- EXERCISE PROMPT:
Only certain lines below are wanted: those starting at the line containing "pub const MIN_RARITY: i64 = 1;" and ending at the line containing "let passive_skills = match", both included, each retyped exactly.
━━━━━━
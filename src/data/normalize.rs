//! Raw source record -> [Character]. Each field is read and checked on its own so a bad
//! record reports the exact field at fault; optional fields fall back to their defaults.

use serde_json::{Map, Value};
use thiserror::Error;

use crate::data::character::{Character, ElementType, PassiveSkill, SkillType};

pub const MIN_RARITY: i64 = 1;
pub const MAX_RARITY: i64 = 6;
pub const MAX_DAMAGE_REDUCTION: f64 = 100.0;

#[derive(Debug, Clone, PartialEq, Error)]
pub enum NormalizeError {
    #[error("record is not a JSON object")]
    NotAnObject,

    #[error("missing field `{0}`")]
    MissingField(&'static str),

    #[error("field `{field}` must be {expected}")]
    WrongType {
        field: &'static str,
        expected: &'static str,
    },

    #[error("field `{field}` out of range: {value}")]
    OutOfRange { field: &'static str, value: f64 },

    #[error("character name must not be empty")]
    EmptyName,

    #[error("invalid element type '{0}', expected one of AGL, TEQ, INT, STR, PHY")]
    InvalidElement(String),

    #[error("unknown passive skill type '{0}'")]
    UnknownSkillType(String),

    #[error("passive skill #{index}: {reason}")]
    Skill {
        index: usize,
        reason: Box<NormalizeError>,
    },
}

pub fn normalize_character(raw: &Value) -> Result<Character, NormalizeError> {
    let record = raw.as_object().ok_or(NormalizeError::NotAnObject)?;

    let id = required_str(record, "id")?.to_string();
    let name = required_str(record, "name")?;
    if name.is_empty() {
        return Err(NormalizeError::EmptyName);
    }

    let rarity = required_i64(record, "rarity")?;
    if !(MIN_RARITY..=MAX_RARITY).contains(&rarity) {
        return Err(NormalizeError::OutOfRange {
            field: "rarity",
            value: rarity as f64,
        });
    }

    let element: ElementType = required_str(record, "type")?.parse()?;

    let passive_skills = match record.get("passive_skills") {
        None | Some(Value::Null) => Vec::new(),
        Some(Value::Array(items)) => items
            .iter()
            .enumerate()
            .map(|(index, item)| {
                normalize_skill(item).map_err(|reason| NormalizeError::Skill {
                    index,
                    reason: Box::new(reason),
                })
            })
            .collect::<Result<Vec<_>, _>>()?,
        Some(_) => {
            return Err(NormalizeError::WrongType {
                field: "passive_skills",
                expected: "an array",
            })
        }
    };

    let defense_multiplier = optional_f64(record, "defense_multiplier")?;
    if let Some(value) = defense_multiplier {
        if value < 0.0 {
            return Err(NormalizeError::OutOfRange {
                field: "defense_multiplier",
                value,
            });
        }
    }

    let damage_reduction = optional_f64(record, "damage_reduction")?;
    if let Some(value) = damage_reduction {
        if !(0.0..=MAX_DAMAGE_REDUCTION).contains(&value) {
            return Err(NormalizeError::OutOfRange {
                field: "damage_reduction",
                value,
            });
        }
    }

    Ok(Character {
        id,
        name: name.to_string(),
        rarity: rarity as u8,
        element,
        passive_skills,
        defense_multiplier,
        damage_reduction,
        guard_ability: optional_bool(record, "guard_ability")?.unwrap_or(false),
        infinite_defense_stacking: optional_bool(record, "infinite_defense_stacking")?
            .unwrap_or(false),
    })
}

pub fn normalize_skill(raw: &Value) -> Result<PassiveSkill, NormalizeError> {
    let record = raw.as_object().ok_or(NormalizeError::NotAnObject)?;

    let id = required_str(record, "id")?.to_string();
    let skill_type: SkillType = required_str(record, "type")?.parse()?;
    let value = optional_f64(record, "value")?.ok_or(NormalizeError::MissingField("value"))?;
    if value < 0.0 {
        return Err(NormalizeError::OutOfRange {
            field: "value",
            value,
        });
    }

    let condition = match record.get("condition") {
        None | Some(Value::Null) => None,
        Some(Value::String(text)) => Some(text.clone()),
        Some(_) => {
            return Err(NormalizeError::WrongType {
                field: "condition",
                expected: "a string",
            })
        }
    };

    Ok(PassiveSkill {
        id,
        skill_type,
        value,
        condition,
        stackable: optional_bool(record, "stackable")?.unwrap_or(false),
    })
}

fn required_str<'a>(
    record: &'a Map<String, Value>,
    field: &'static str,
) -> Result<&'a str, NormalizeError> {
    match record.get(field) {
        None | Some(Value::Null) => Err(NormalizeError::MissingField(field)),
        Some(Value::String(text)) => Ok(text),
        Some(_) => Err(NormalizeError::WrongType {
            field,
            expected: "a string",
        }),
    }
}

fn required_i64(record: &Map<String, Value>, field: &'static str) -> Result<i64, NormalizeError> {
    match record.get(field) {
        None | Some(Value::Null) => Err(NormalizeError::MissingField(field)),
        Some(value) => value.as_i64().ok_or(NormalizeError::WrongType {
            field,
            expected: "an integer",
        }),
    }
}

fn optional_f64(
    record: &Map<String, Value>,
    field: &'static str,
) -> Result<Option<f64>, NormalizeError> {
    match record.get(field) {
        None | Some(Value::Null) => Ok(None),
        Some(value) => value.as_f64().map(Some).ok_or(NormalizeError::WrongType {
            field,
            expected: "a number",
        }),
    }
}

fn optional_bool(
    record: &Map<String, Value>,
    field: &'static str,
) -> Result<Option<bool>, NormalizeError> {
    match record.get(field) {
        None | Some(Value::Null) => Ok(None),
        Some(Value::Bool(flag)) => Ok(Some(*flag)),
        Some(_) => Err(NormalizeError::WrongType {
            field,
            expected: "a boolean",
        }),
    }
}

#[cfg(test)]
mod tests {
    use super::*;
    use serde_json::json;

    #[test]
    fn missing_optional_fields_take_defaults() {
        let character = normalize_character(&json!({
            "id": "plain",
            "name": "Plain Fighter",
            "rarity": 3,
            "type": "int"
        }))
        .expect("minimal record should normalize");

        assert_eq!(character.element, ElementType::Int);
        assert!(character.passive_skills.is_empty());
        assert_eq!(character.defense_multiplier, None);
        assert_eq!(character.damage_reduction, None);
        assert!(!character.guard_ability);
        assert!(!character.infinite_defense_stacking);
    }

    #[test]
    fn skill_defaults_apply_when_fields_absent() {
        let skill = normalize_skill(&json!({
            "id": "wall",
            "type": "damage_reduction",
            "value": 25
        }))
        .expect("skill should normalize");

        assert_eq!(skill.skill_type, SkillType::DamageReduction);
        assert_eq!(skill.value, 25.0);
        assert_eq!(skill.condition, None);
        assert!(!skill.stackable);
    }

    #[test]
    fn invalid_element_type_is_rejected() {
        let err = normalize_character(&json!({
            "id": "x",
            "name": "X",
            "rarity": 5,
            "type": "WATER"
        }))
        .expect_err("unknown element should fail");

        assert_eq!(err, NormalizeError::InvalidElement("WATER".to_string()));
    }

    #[test]
    fn rarity_outside_one_to_six_is_rejected() {
        let err = normalize_character(&json!({
            "id": "x",
            "name": "X",
            "rarity": 7,
            "type": "AGL"
        }))
        .expect_err("rarity 7 should fail");

        assert!(matches!(
            err,
            NormalizeError::OutOfRange {
                field: "rarity",
                ..
            }
        ));
    }

    #[test]
    fn damage_reduction_above_hundred_is_rejected() {
        let err = normalize_character(&json!({
            "id": "x",
            "name": "X",
            "rarity": 5,
            "type": "AGL",
            "damage_reduction": 120.0
        }))
        .expect_err("reduction above 100 should fail");

        assert!(matches!(
            err,
            NormalizeError::OutOfRange {
                field: "damage_reduction",
                ..
            }
        ));
    }

    #[test]
    fn bad_skill_reports_its_index() {
        let err = normalize_character(&json!({
            "id": "x",
            "name": "X",
            "rarity": 5,
            "type": "AGL",
            "passive_skills": [
                { "id": "ok", "type": "guard", "value": 0 },
                { "id": "bad", "type": "teleport", "value": 10 }
            ]
        }))
        .expect_err("unknown skill type should fail");

        assert_eq!(
            err,
            NormalizeError::Skill {
                index: 1,
                reason: Box::new(NormalizeError::UnknownSkillType("teleport".to_string())),
            }
        );
    }

    #[test]
    fn empty_name_is_rejected() {
        let err = normalize_character(&json!({
            "id": "x",
            "name": "",
            "rarity": 5,
            "type": "AGL"
        }))
        .expect_err("empty name should fail");

        assert_eq!(err, NormalizeError::EmptyName);
    }
}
━━━━━━
- RESPONSE FOR THIS EXERCISE:
pub const MIN_RARITY: i64 = 1;
pub const MAX_RARITY: i64 = 6;
pub const MAX_DAMAGE_REDUCTION: f64 = 100.0;

#[derive(Debug, Clone, PartialEq, Error)]
pub enum NormalizeError {
    #[error("record is not a JSON object")]
    NotAnObject,

    #[error("missing field `{0}`")]
    MissingField(&'static str),

    #[error("field `{field}` must be {expected}")]
    WrongType {
        field: &'static str,
        expected: &'static str,
    },

    #[error("field `{field}` out of range: {value}")]
    OutOfRange { field: &'static str, value: f64 },

    #[error("character name must not be empty")]
    EmptyName,

    #[error("invalid element type '{0}', expected one of AGL, TEQ, INT, STR, PHY")]
    InvalidElement(String),

    #[error("unknown passive skill type '{0}'")]
    UnknownSkillType(String),

    #[error("passive skill #{index}: {reason}")]
    Skill {
        index: usize,
        reason: Box<NormalizeError>,
    },
}

pub fn normalize_character(raw: &Value) -> Result<Character, NormalizeError> {
    let record = raw.as_object().ok_or(NormalizeError::NotAnObject)?;

    let id = required_str(record, "id")?.to_string();
    let name = required_str(record, "name")?;
    if name.is_empty() {
        return Err(NormalizeError::EmptyName);
    }

    let rarity = required_i64(record, "rarity")?;
    if !(MIN_RARITY..=MAX_RARITY).contains(&rarity) {
        return Err(NormalizeError::OutOfRange {
            field: "rarity",
            value: rarity as f64,
        });
    }

    let element: ElementType = required_str(record, "type")?.parse()?;

    let passive_skills = match record.get("passive_skills") {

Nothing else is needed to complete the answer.